Stored data entries:
━━━━━━━━━━━━━━━━━━━━

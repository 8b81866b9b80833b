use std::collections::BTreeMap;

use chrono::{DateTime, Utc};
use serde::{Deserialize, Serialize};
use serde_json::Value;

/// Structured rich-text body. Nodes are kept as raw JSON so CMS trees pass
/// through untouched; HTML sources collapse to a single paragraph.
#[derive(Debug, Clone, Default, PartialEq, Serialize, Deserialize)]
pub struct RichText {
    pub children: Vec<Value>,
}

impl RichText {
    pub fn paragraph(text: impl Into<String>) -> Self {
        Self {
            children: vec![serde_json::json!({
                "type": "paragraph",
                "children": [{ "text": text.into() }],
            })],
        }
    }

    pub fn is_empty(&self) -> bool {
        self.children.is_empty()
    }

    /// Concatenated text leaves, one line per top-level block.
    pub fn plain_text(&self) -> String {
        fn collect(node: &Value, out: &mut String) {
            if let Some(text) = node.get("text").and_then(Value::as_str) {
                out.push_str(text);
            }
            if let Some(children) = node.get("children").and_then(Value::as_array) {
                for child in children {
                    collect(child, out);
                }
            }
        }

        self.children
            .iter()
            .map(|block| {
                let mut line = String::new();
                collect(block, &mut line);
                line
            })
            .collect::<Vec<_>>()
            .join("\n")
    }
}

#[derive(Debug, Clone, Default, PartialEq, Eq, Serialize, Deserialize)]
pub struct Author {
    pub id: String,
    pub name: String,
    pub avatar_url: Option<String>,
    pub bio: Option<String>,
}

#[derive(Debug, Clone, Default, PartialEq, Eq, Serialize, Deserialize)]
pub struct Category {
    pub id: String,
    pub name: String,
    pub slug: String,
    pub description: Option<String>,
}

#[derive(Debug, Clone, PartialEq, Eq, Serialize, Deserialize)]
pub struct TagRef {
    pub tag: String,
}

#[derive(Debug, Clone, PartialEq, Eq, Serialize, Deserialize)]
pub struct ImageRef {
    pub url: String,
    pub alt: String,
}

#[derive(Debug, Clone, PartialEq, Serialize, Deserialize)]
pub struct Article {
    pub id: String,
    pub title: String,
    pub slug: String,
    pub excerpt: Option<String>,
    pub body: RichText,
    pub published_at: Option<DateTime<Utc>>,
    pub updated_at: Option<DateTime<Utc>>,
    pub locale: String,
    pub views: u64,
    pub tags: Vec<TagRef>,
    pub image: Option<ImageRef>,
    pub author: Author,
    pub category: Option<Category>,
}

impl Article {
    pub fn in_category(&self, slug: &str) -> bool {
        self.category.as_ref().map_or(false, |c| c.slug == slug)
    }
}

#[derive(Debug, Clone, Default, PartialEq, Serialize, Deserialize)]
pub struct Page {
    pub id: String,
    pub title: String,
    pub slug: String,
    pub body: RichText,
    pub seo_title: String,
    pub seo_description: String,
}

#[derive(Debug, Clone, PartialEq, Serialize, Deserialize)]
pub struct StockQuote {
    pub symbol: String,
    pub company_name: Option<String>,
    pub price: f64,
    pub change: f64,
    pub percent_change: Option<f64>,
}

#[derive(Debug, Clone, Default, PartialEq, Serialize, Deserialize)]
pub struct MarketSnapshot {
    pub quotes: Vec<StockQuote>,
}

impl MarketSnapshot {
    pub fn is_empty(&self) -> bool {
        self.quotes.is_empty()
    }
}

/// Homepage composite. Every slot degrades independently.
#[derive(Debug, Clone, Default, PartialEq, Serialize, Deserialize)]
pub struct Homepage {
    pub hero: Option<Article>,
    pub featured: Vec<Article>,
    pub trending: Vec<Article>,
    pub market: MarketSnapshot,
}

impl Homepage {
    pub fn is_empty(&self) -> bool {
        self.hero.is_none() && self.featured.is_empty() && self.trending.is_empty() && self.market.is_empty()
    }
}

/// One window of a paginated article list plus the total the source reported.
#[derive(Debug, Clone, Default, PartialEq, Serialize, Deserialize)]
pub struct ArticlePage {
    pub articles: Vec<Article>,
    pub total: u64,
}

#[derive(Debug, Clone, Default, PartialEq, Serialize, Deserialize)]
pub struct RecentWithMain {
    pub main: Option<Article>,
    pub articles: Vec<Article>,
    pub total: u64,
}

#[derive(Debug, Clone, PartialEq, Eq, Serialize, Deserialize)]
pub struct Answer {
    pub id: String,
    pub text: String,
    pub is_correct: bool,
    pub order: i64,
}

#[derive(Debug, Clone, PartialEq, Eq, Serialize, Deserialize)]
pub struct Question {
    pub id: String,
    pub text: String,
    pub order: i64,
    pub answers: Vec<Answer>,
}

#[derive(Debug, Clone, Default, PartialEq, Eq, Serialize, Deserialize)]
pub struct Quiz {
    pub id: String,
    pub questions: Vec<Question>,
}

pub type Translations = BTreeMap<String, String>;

━━━━━━━━━━━━━━━━━━━━

Task requirements ▸ When copying the data above, please keep exactly the lines from its first line through the line with "if let Some(children)", both ends included, and drop the rest.

Exercise answer ▸
repository 8b81866b9b80833b
use std::collections::BTreeMap;

use chrono::{DateTime, Utc};
use serde::{Deserialize, Serialize};
use serde_json::Value;

/// Structured rich-text body. Nodes are kept as raw JSON so CMS trees pass
/// through untouched; HTML sources collapse to a single paragraph.
#[derive(Debug, Clone, Default, PartialEq, Serialize, Deserialize)]
pub struct RichText {
    pub children: Vec<Value>,
}

impl RichText {
    pub fn paragraph(text: impl Into<String>) -> Self {
        Self {
            children: vec![serde_json::json!({
                "type": "paragraph",
                "children": [{ "text": text.into() }],
            })],
        }
    }

    pub fn is_empty(&self) -> bool {
        self.children.is_empty()
    }

    /// Concatenated text leaves, one line per top-level block.
    pub fn plain_text(&self) -> String {
        fn collect(node: &Value, out: &mut String) {
            if let Some(text) = node.get("text").and_then(Value::as_str) {
                out.push_str(text);
            }
            if let Some(children) = node.get("children").and_then(Value::as_array) {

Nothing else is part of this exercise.